BotMark: Automated botnet detection with hybrid analysis of flow-based and graph-based traffic behaviors

Abstract The Botnets have become one of the most serious threats to cyber infrastructure. Most existing work on detecting botnets is based on flow-based traffic analysis by mining their communication patterns. There also exists related work based on anomaly detection in communication graphs. As bots have continuously evolved and become increasingly sophisticated, only using flow-based traffic analysis or graph-based analysis for the detection would result in false negatives or false positives, or can even be evaded. In this work, we propose BotMark, an automated model that detects botnets with hybrid analysis of flow-based and graph-based network traffic behaviors.

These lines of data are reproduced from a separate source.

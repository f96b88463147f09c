//! Offset and cursor pagination over any listable table.
//!
//! Both modes compile the same [`Filters`] into the same `WHERE` clause, so the
//! mode only decides which window of the qualifying rows comes back.

pub mod cursor;
mod filter;

pub use filter::{Filters, Value};

use serde::{Deserialize, Serialize};
use sqlx::{sqlite::SqliteRow, FromRow, QueryBuilder, Sqlite, SqlitePool};

use crate::{AppError, AppResult, Timestamp};

pub const DEFAULT_LIMIT: u32 = 10;
pub const MAX_LIMIT: u32 = 100;

/// A table whose rows are paged newest-first by a timestamp column.
pub trait Listable: for<'r> FromRow<'r, SqliteRow> + Send + Unpin {
    const TABLE: &'static str;
    const SORT_KEY: &'static str;

    fn sort_key(&self) -> Timestamp;
}

#[derive(Debug, Clone, Copy, Default, PartialEq, Eq, Deserialize, Serialize)]
#[serde(rename_all = "lowercase")]
pub enum Direction {
    #[default]
    Next,
    Prev,
}

/// Raw pagination query parameters shared by every list endpoint.
#[derive(Debug, Clone, Default, Deserialize)]
pub struct PageParams {
    pub page: Option<u32>,
    pub limit: Option<u32>,
    pub cursor: Option<String>,
    pub direction: Option<Direction>,
}

impl PageParams {
    pub fn with_direction(mut self, direction: Direction) -> Self {
        self.direction = Some(direction);
        self
    }

    /// Validates the parameters and decodes the cursor.
    ///
    /// Supplying a cursor or a direction selects cursor mode; mixing either
    /// with `page` is rejected.
    pub fn into_request(self) -> AppResult<PageRequest> {
        let limit = self.limit.unwrap_or(DEFAULT_LIMIT);
        if !(1..=MAX_LIMIT).contains(&limit) {
            return Err(AppError::validation(
                "invalid_limit",
                format!("limit must be between 1 and {MAX_LIMIT}"),
            ));
        }

        let cursor_mode = self.cursor.is_some() || self.direction.is_some();
        if cursor_mode && self.page.is_some() {
            return Err(AppError::validation(
                "mixed_pagination",
                "use either page or cursor/direction, not both",
            ));
        }

        if !cursor_mode {
            let page = self.page.unwrap_or(1);
            if page < 1 {
                return Err(AppError::validation("invalid_page", "page must be >= 1"));
            }
            return Ok(PageRequest::Offset { page, limit });
        }

        let after = match self.cursor.as_deref().filter(|token| !token.is_empty()) {
            Some(token) => Some(cursor::decode_timestamp(token)?),
            None => None,
        };
        Ok(PageRequest::Cursor {
            after,
            direction: self.direction.unwrap_or_default(),
            limit,
        })
    }
}

#[derive(Debug, Clone, Copy, PartialEq, Eq)]
pub enum PageRequest {
    Offset {
        page: u32,
        limit: u32,
    },
    Cursor {
        /// Boundary decoded from the caller's cursor; `None` is the first page.
        after: Option<Timestamp>,
        direction: Direction,
        limit: u32,
    },
}

impl PageRequest {
    pub fn limit(&self) -> u32 {
        match *self {
            PageRequest::Offset { limit, .. } | PageRequest::Cursor { limit, .. } => limit,
        }
    }
}

/// Every field is always present; those that do not apply to the mode are null.
#[derive(Debug, Clone, PartialEq, Eq, Serialize, Deserialize)]
#[serde(rename_all = "camelCase")]
pub struct Pagination {
    pub page: Option<u32>,
    pub limit: u32,
    pub total: Option<u64>,
    pub total_pages: Option<u64>,
    pub has_next: bool,
    pub has_prev: bool,
    pub next_cursor: Option<String>,
    pub prev_cursor: Option<String>,
}

impl Pagination {
    fn offset(page: u32, limit: u32, total: u64) -> Self {
        let total_pages = total.div_ceil(u64::from(limit));
        Self {
            page: Some(page),
            limit,
            total: Some(total),
            total_pages: Some(total_pages),
            has_next: u64::from(page) < total_pages,
            has_prev: page > 1,
            next_cursor: None,
            prev_cursor: None,
        }
    }

    fn cursor(limit: u32, first: Option<Timestamp>, last: Option<Timestamp>) -> Self {
        let prev_cursor = first.map(cursor::encode);
        let next_cursor = last.map(cursor::encode);
        Self {
            page: None,
            limit,
            total: None,
            total_pages: None,
            has_next: next_cursor.is_some(),
            has_prev: prev_cursor.is_some(),
            next_cursor,
            prev_cursor,
        }
    }

    /// A complete result delivered as the first and only page.
    pub fn single(limit: u32, count: usize) -> Self {
        Self {
            page: Some(1),
            limit,
            total: Some(count as u64),
            total_pages: Some(1),
            has_next: false,
            has_prev: false,
            next_cursor: None,
            prev_cursor: None,
        }
    }
}

#[derive(Debug, Clone, Serialize)]
pub struct Page<T> {
    pub data: Vec<T>,
    pub pagination: Pagination,
}

impl<T> Page<T> {
    pub fn map<U>(self, f: impl FnMut(T) -> U) -> Page<U> {
        Page {
            data: self.data.into_iter().map(f).collect(),
            pagination: self.pagination,
        }
    }
}

/// Runs one windowed query (plus a count in offset mode).
///
/// Cursor pages come back newest-first in both directions, so `nextCursor`
/// always walks toward older rows and `prevCursor` toward newer ones.
pub async fn list<T: Listable>(
    db_pool: &SqlitePool,
    filters: &Filters,
    request: &PageRequest,
) -> AppResult<Page<T>> {
    match *request {
        PageRequest::Offset { page, limit } => {
            let mut count =
                QueryBuilder::<Sqlite>::new(format!("SELECT COUNT(*) FROM {}", T::TABLE));
            filters.push_where(&mut count);
            let total: i64 = count.build_query_scalar::<i64>().fetch_one(db_pool).await?;

            let offset = u64::from(page - 1) * u64::from(limit);
            let mut query = QueryBuilder::<Sqlite>::new(format!("SELECT * FROM {}", T::TABLE));
            filters.push_where(&mut query);
            query
                .push(format!(" ORDER BY {} DESC, rowid DESC LIMIT ", T::SORT_KEY))
                .push_bind(i64::from(limit))
                .push(" OFFSET ")
                .push_bind(i64::try_from(offset).unwrap_or(i64::MAX));
            let data = query.build_query_as::<T>().fetch_all(db_pool).await?;

            Ok(Page {
                data,
                pagination: Pagination::offset(page, limit, total.max(0) as u64),
            })
        }
        PageRequest::Cursor { after, direction, limit } => {
            let filters = match (after, direction) {
                (Some(at), Direction::Next) => filters.clone().before(T::SORT_KEY, at),
                (Some(at), Direction::Prev) => filters.clone().after(T::SORT_KEY, at),
                (None, _) => filters.clone(),
            };
            let order = match direction {
                Direction::Next => "DESC",
                Direction::Prev => "ASC",
            };

            let mut query = QueryBuilder::<Sqlite>::new(format!("SELECT * FROM {}", T::TABLE));
            filters.push_where(&mut query);
            query
                .push(format!(" ORDER BY {key} {order}, rowid {order} LIMIT ", key = T::SORT_KEY))
                .push_bind(i64::from(limit));
            let mut data = query.build_query_as::<T>().fetch_all(db_pool).await?;
            if direction == Direction::Prev {
                data.reverse();
            }

            let pagination = Pagination::cursor(
                limit,
                data.first().map(|row| row.sort_key()),
                data.last().map(|row| row.sort_key()),
            );
            Ok(Page { data, pagination })
        }
    }
}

We extract 15 statistical flow-based traffic features as well as 3 graph-based features in building the detection model. For flow-based detection, we consider the similarity and stability of C-flow as measurements in the detection. In particular, we employ k-means to measure the similarity of C-flows and assign similarity scores, and calculate stability score of C-flows through the distribution of packet length within a C-flow. The graph-based detection is based on the observation that the neighborhoods of anomalous nodes significantly differ from those of normal nodes in communication graphs. In particular, we use least-square technique and Local Outlier Factor (LOF) to calculate anomaly scores that measure the differences of their neighborhoods. Our models use the scores to mark bots. BotMark performs automated botnet detection with hybrid analysis of flow-based and graph-based traffic behaviors by ensemble of the detection results based on similarity scores, stability scores and anomaly scores. We collect a very large size of network traffic by simulating 5 newly propagated botnets, including Mirai, Black energy, Zeus, Athena and Ares in a real computing environment. Extensive experimental results demonstrate the effectiveness of BotMark. It achieves 99.94% in terms of detection accuracy, outperforming any individual detector with flow-based detection or graph-based detection.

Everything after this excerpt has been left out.